Anyone who's ever marked student writing will know that there's more than one way to go about trying to correct an oddly-worded sentence and the suggestions in the coding above are all legitimate, but somehow didn't quite ring true to me. It struck me that in each case, the best solution would actually just be to drop the word 'colour' altogether. You might have noticed that all the examples are very similar and they were all indeed in response to the same question which asked students to describe a new mobile phone, including what colour is was. Hmm, so was this just a case of the wording of the question skewing the data? Was it just task effect? It prompted me to search more widely and I found that although I had a lot of examples from this one question, the same issue was cropping up at other levels amongst the Spanish learner data in response to completely different tasks. And from what I understand (I should confess at this point that I'm not a Spanish speaker!), it’s possible to say something along the lines of "a dress of colour blue" in Spanish. It's not a really major error, but it's a high-frequency word and I think the point fits nicely here and, hopefully, gives students (and teachers) pause for thought over something they may not have considered before.

L1-specific errors and classic false friends:
Finally, some of the most satisfying errors are the ones you track down which are clearly examples of L1 interference. And perhaps the most fun are the simple 'false friends'; the English words which seem to be a near equivalent to something in Spanish, but turn out to mean something different. I note these down as I work through the learner data, then try to collect them together into thematic sets which I can tie in with the coursebook syllabus. Below are a few around the theme of 'information' that I was looking at recently for some B2 material, shown along with the Spanish 'false friend' in brackets.

I am writing to you to reply to your <#RN> announcement | advertisement </#RN> in the newspaper. (anuncio)

It is really complicated to talk about a <#RN> theme | subject </#RN> as controversial as the cruelty of keeping animals in zoos. (tema)

What <#UD> a | </#UD> great <#RN> notice | news </#RN>!  (noticia)

We would like to know if you will be able to come, and give a <#RN> conference | talk </#RN>. (conferencia)


In some of these, the meaning of the Spanish word simply doesn't match its English near equivalent -  although they're often in the same semantic ballpark - announcement/advert, notice/news. Others are more about range of usage. So, the Spanish 'tema' seems more widely applicable than the English word 'theme' and gets used by students where 'subject' or 'topic' would fit better in English. And 'conferencia' in Spanish can describe both a conference and an individual talk or lecture. Activities for these are about raising students' awareness, drawing attention to the differences and where relevant, provoking some discussion.

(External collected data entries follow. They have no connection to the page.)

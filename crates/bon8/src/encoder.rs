//! `Bon8Encoder` — serializes value trees into BON8 byte spans.

use crate::constants::*;
use crate::value::Bon8Value;
use crate::writer::Writer;

/// BON8 encoder. Encoding is infallible; any value tree has an encoding.
///
/// The encoder tracks whether the previous value left a string open. BON8
/// strings carry no length prefix and no mandatory terminator, so a string
/// followed by another string needs an explicit end-of-text byte between
/// them; any other following value terminates the string by its own code.
pub struct Bon8Encoder {
    pub writer: Writer,
    open_string: bool,
}

impl Default for Bon8Encoder {
    fn default() -> Self {
        Self::new()
    }
}

impl Bon8Encoder {
    pub fn new() -> Self {
        Self {
            writer: Writer::new(),
            open_string: false,
        }
    }

    pub fn with_writer(writer: Writer) -> Self {
        Self {
            writer,
            open_string: false,
        }
    }

    /// Encodes one value into a fresh byte span.
    pub fn encode(&mut self, value: &Bon8Value) -> Vec<u8> {
        self.writer.reset();
        self.open_string = false;
        self.write_any(value);
        self.writer.flush()
    }

    /// Encodes a `serde_json::Value` into a fresh byte span.
    pub fn encode_json(&mut self, value: &serde_json::Value) -> Vec<u8> {
        self.writer.reset();
        self.open_string = false;
        self.write_json(value);
        self.writer.flush()
    }

    pub fn write_any(&mut self, value: &Bon8Value) {
        match value {
            Bon8Value::Null => self.write_null(),
            Bon8Value::Bool(b) => self.write_boolean(*b),
            Bon8Value::Int(i) => self.write_integer(*i),
            Bon8Value::Float(f) => self.write_float(*f),
            Bon8Value::Str(s) => self.write_str(s),
            Bon8Value::Array(arr) => self.write_arr(arr),
            Bon8Value::Object(pairs) => self.write_obj(pairs),
        }
    }

    pub fn write_json(&mut self, value: &serde_json::Value) {
        use serde_json::Value::*;
        match value {
            Null => self.write_null(),
            Bool(b) => self.write_boolean(*b),
            Number(n) => {
                if let Some(i) = n.as_i64() {
                    self.write_integer(i);
                } else {
                    self.write_float(n.as_f64().unwrap_or(0.0));
                }
            }
            String(s) => self.write_str(s),
            Array(arr) => {
                self.open_string = false;
                if arr.is_empty() {
                    self.writer.u8(CODE_ARRAY_EMPTY);
                    return;
                }
                self.writer.u8(CODE_ARRAY);
                for item in arr {
                    self.write_json(item);
                }
                self.writer.u8(CODE_EOC);
            }
            Object(obj) => {
                self.open_string = false;
                if obj.is_empty() {
                    self.writer.u8(CODE_OBJECT_EMPTY);
                    return;
                }
                self.writer.u8(CODE_OBJECT);
                for (key, val) in obj {
                    self.write_str(key);
                    self.write_json(val);
                }
                self.writer.u8(CODE_EOC);
            }
        }
    }

    pub fn write_null(&mut self) {
        self.open_string = false;
        self.writer.u8(CODE_NULL);
    }

    pub fn write_boolean(&mut self, b: bool) {
        self.open_string = false;
        self.writer.u8(if b { CODE_TRUE } else { CODE_FALSE });
    }

    /// Writes an integer in the shortest tier that holds it.
    pub fn write_integer(&mut self, int: i64) {
        self.open_string = false;
        let w = &mut self.writer;
        if int < i32::MIN as i64 {
            w.u8u64(CODE_INT64, int as u64);
        } else if int < INT_NEG4_MIN {
            w.u8u32(CODE_INT32, int as i32 as u32);
        } else if int < INT_NEG3_MIN {
            let u = (-int - 1) as u32;
            w.buf(&[
                0xf0 + ((u >> 22) & 0x07) as u8,
                0xc0 + ((u >> 16) & 0x3f) as u8,
                (u >> 8) as u8,
                u as u8,
            ]);
        } else if int < INT_NEG2_MIN {
            let u = (-int - 1) as u32;
            w.buf(&[
                0xe0 + ((u >> 14) & 0x0f) as u8,
                0xc0 + ((u >> 8) & 0x3f) as u8,
                u as u8,
            ]);
        } else if int < INT_NEG1_MIN {
            let u = (-int - 1) as u32;
            w.buf(&[0xc2 + ((u >> 6) & 0x1f) as u8, 0xc0 + (u & 0x3f) as u8]);
        } else if int < 0 {
            w.u8(0xb0 + (-int - 1) as u8);
        } else if int <= INT_POS1_MAX {
            w.u8(0x80 + int as u8);
        } else if int <= INT_POS2_MAX {
            let v = int as u32;
            w.buf(&[0xc2 + ((v >> 7) & 0x1f) as u8, (v & 0x7f) as u8]);
        } else if int <= INT_POS3_MAX {
            let v = int as u32;
            w.buf(&[
                0xe0 + ((v >> 15) & 0x0f) as u8,
                ((v >> 8) & 0x7f) as u8,
                v as u8,
            ]);
        } else if int <= INT_POS4_MAX {
            let v = int as u32;
            w.buf(&[
                0xf0 + ((v >> 23) & 0x07) as u8,
                ((v >> 16) & 0x7f) as u8,
                (v >> 8) as u8,
                v as u8,
            ]);
        } else if int <= i32::MAX as i64 {
            w.u8u32(CODE_INT32, int as u32);
        } else {
            w.u8u64(CODE_INT64, int as u64);
        }
    }

    /// Writes a float. The sentinel values −1.0, 0.0 and 1.0 take one byte;
    /// other values take the float32 escape when lossless, else float64.
    pub fn write_float(&mut self, float: f64) {
        self.open_string = false;
        if float == -1.0 {
            self.writer.u8(CODE_FLOAT_MIN_ONE);
        } else if float == 0.0 {
            // == also catches -0.0, which normalizes to the zero sentinel.
            self.writer.u8(CODE_FLOAT_ZERO);
        } else if float == 1.0 {
            self.writer.u8(CODE_FLOAT_ONE);
        } else if is_f32_roundtrip(float) {
            self.writer.u8f32(CODE_FLOAT32, float as f32);
        } else {
            // NaN compares unequal to everything, including its f32 round
            // trip, so it lands here and keeps its payload bits.
            self.writer.u8f64(CODE_FLOAT64, float);
        }
    }

    /// Writes a string as raw UTF-8, closing a previously open string first.
    /// The empty string is a bare end-of-text byte.
    pub fn write_str(&mut self, s: &str) {
        if self.open_string {
            self.writer.u8(CODE_EOT);
        }
        if s.is_empty() {
            self.writer.u8(CODE_EOT);
            self.open_string = false;
        } else {
            self.writer.utf8(s);
            self.open_string = true;
        }
    }

    pub fn write_arr(&mut self, arr: &[Bon8Value]) {
        self.open_string = false;
        if arr.is_empty() {
            self.writer.u8(CODE_ARRAY_EMPTY);
            return;
        }
        self.writer.u8(CODE_ARRAY);
        for item in arr {
            self.write_any(item);
        }
        self.writer.u8(CODE_EOC);
        self.open_string = false;
    }

    pub fn write_obj(&mut self, pairs: &[(String, Bon8Value)]) {
        self.open_string = false;
        if pairs.is_empty() {
            self.writer.u8(CODE_OBJECT_EMPTY);
            return;
        }
        self.writer.u8(CODE_OBJECT);
        for (key, val) in pairs {
            self.write_str(key);
            self.write_any(val);
        }
        self.writer.u8(CODE_EOC);
        self.open_string = false;
    }
}

#[cfg(test)]
mod tests {
    use super::*;

    fn enc(value: &Bon8Value) -> Vec<u8> {
        Bon8Encoder::new().encode(value)
    }

    #[test]
    fn single_byte_codes() {
        assert_eq!(enc(&Bon8Value::Null), [0xbf]);
        assert_eq!(enc(&Bon8Value::Bool(false)), [0xc0]);
        assert_eq!(enc(&Bon8Value::Bool(true)), [0xc1]);
        assert_eq!(enc(&Bon8Value::Int(0)), [0x80]);
        assert_eq!(enc(&Bon8Value::Int(5)), [0x85]);
        assert_eq!(enc(&Bon8Value::Int(47)), [0xaf]);
        assert_eq!(enc(&Bon8Value::Int(-1)), [0xb0]);
        assert_eq!(enc(&Bon8Value::Int(-10)), [0xb9]);
    }

    #[test]
    fn integer_tier_edges_positive() {
        assert_eq!(enc(&Bon8Value::Int(48)), [0xc2, 0x30]);
        assert_eq!(enc(&Bon8Value::Int(3839)), [0xdf, 0x7f]);
        assert_eq!(enc(&Bon8Value::Int(3840)), [0xe0, 0x0f, 0x00]);
        assert_eq!(enc(&Bon8Value::Int(524_287)), [0xef, 0x7f, 0xff]);
        assert_eq!(enc(&Bon8Value::Int(524_288)), [0xf0, 0x08, 0x00, 0x00]);
        assert_eq!(enc(&Bon8Value::Int(67_108_863)), [0xf7, 0x7f, 0xff, 0xff]);
        assert_eq!(
            enc(&Bon8Value::Int(67_108_864)),
            [0xf8, 0x04, 0x00, 0x00, 0x00]
        );
        assert_eq!(
            enc(&Bon8Value::Int(i32::MAX as i64)),
            [0xf8, 0x7f, 0xff, 0xff, 0xff]
        );
        assert_eq!(
            enc(&Bon8Value::Int(i32::MAX as i64 + 1)),
            [0xf9, 0x00, 0x00, 0x00, 0x00, 0x80, 0x00, 0x00, 0x00]
        );
    }

    #[test]
    fn integer_tier_edges_negative() {
        assert_eq!(enc(&Bon8Value::Int(-11)), [0xc2, 0xca]);
        assert_eq!(enc(&Bon8Value::Int(-1920)), [0xdf, 0xff]);
        assert_eq!(enc(&Bon8Value::Int(-1921)), [0xe0, 0xc7, 0x80]);
        assert_eq!(enc(&Bon8Value::Int(-262_144)), [0xef, 0xff, 0xff]);
        assert_eq!(enc(&Bon8Value::Int(-262_145)), [0xf0, 0xc4, 0x00, 0x00]);
        assert_eq!(enc(&Bon8Value::Int(-33_554_432)), [0xf7, 0xff, 0xff, 0xff]);
        assert_eq!(
            enc(&Bon8Value::Int(-33_554_433)),
            [0xf8, 0xfe, 0x00, 0x00, 0x00]
        );
        assert_eq!(
            enc(&Bon8Value::Int(i32::MIN as i64)),
            [0xf8, 0x80, 0x00, 0x00, 0x00]
        );
        assert_eq!(
            enc(&Bon8Value::Int(i32::MIN as i64 - 1)),
            [0xf9, 0xff, 0xff, 0xff, 0xff, 0x7f, 0xff, 0xff, 0xff]
        );
    }

    #[test]
    fn float_sentinels_and_escapes() {
        assert_eq!(enc(&Bon8Value::Float(-1.0)), [0xba]);
        assert_eq!(enc(&Bon8Value::Float(0.0)), [0xbb]);
        assert_eq!(enc(&Bon8Value::Float(-0.0)), [0xbb]);
        assert_eq!(enc(&Bon8Value::Float(1.0)), [0xbc]);
        assert_eq!(enc(&Bon8Value::Float(1.5)), [0xfa, 0x3f, 0xc0, 0x00, 0x00]);
        let bytes = enc(&Bon8Value::Float(0.1));
        assert_eq!(bytes[0], 0xfb);
        assert_eq!(bytes.len(), 9);
    }

    #[test]
    fn strings() {
        assert_eq!(enc(&Bon8Value::Str("".into())), [0xff]);
        assert_eq!(enc(&Bon8Value::Str("ab".into())), b"ab");
        assert_eq!(enc(&Bon8Value::Str("é".into())), [0xc3, 0xa9]);
    }

    #[test]
    fn consecutive_strings_get_separators() {
        let v = Bon8Value::Array(vec!["a".into(), "b".into()]);
        assert_eq!(enc(&v), [0xfc, 0x61, 0xff, 0x62, 0xfe]);
    }

    #[test]
    fn string_then_non_string_needs_no_separator() {
        let v = Bon8Value::Array(vec!["a".into(), Bon8Value::Int(5)]);
        assert_eq!(enc(&v), [0xfc, 0x61, 0x85, 0xfe]);
    }

    #[test]
    fn containers() {
        assert_eq!(enc(&Bon8Value::Array(vec![])), [0xbd]);
        assert_eq!(enc(&Bon8Value::Object(vec![])), [0xbe]);
        let v = Bon8Value::Object(vec![("a".into(), Bon8Value::Int(1))]);
        assert_eq!(enc(&v), [0xfd, 0x61, 0x81, 0xfe]);
    }

    #[test]
    fn object_with_string_value_separates_key_and_value() {
        let v = Bon8Value::Object(vec![("k".into(), "v".into())]);
        assert_eq!(enc(&v), [0xfd, 0x6b, 0xff, 0x76, 0xfe]);
    }

    #[test]
    fn encode_json_matches_encode() {
        let json = serde_json::json!({"a": [1, "x", null], "b": 2.5});
        let via_json = Bon8Encoder::new().encode_json(&json);
        let via_value = Bon8Encoder::new().encode(&Bon8Value::from(json));
        assert_eq!(via_json, via_value);
    }
}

As a side note here, when looking for example sentences for practice activities, although the learner corpus is great for a getting a feel for level, you have to be careful not to transfer subtly awkward phrasing and atypical constructions, ‘learnerese’ if you like, into materials. Especially at higher levels and with subtle differences, such as the theme/subject distinction, I’ll often have a browse through NS corpus data for example sentences. That way I’m ensuring learners have an authentic model and it’s also good to up the level of the language just a little to provide a sense of challenge and progress even when essentially revising.


Research into practice:
Hopefully, this handful of examples gives a taste of the work I've been doing, the way I make use of the learner corpus, both by using the error tags and going beyond the tags to explore less obvious errors. I've also tried to show just some of the issues that emerge in trying to translate the results of that analysis into materials that fit in with the coursebook syllabus, that focus on significant, but apparently below-level mistakes in a way that's appropriately challenging and engaging, and that draws learners' attention to language points that are especially relevant to them rather than just part of a generic global syllabus.

Labels: , , , ,

Thursday, June 07, 2018

Learner corpus research: mixed methods and detective work


In a blog post at the end of last year, one of my resolutions for 2018 was to focus more on the areas that especially interest me and one of those was corpus research. So far, so good. I’ve spent the past couple of months researching Spanish learner errors for a writing project and next week, I’ll be presenting at my first corpus linguistics conference, IVACS in Valletta, Malta. Coincidentally, I’m going to be talking about my work with the Cambridge Learner Corpus (CLC) researching errors by Spanish students to feed into ELT materials for the Spanish market.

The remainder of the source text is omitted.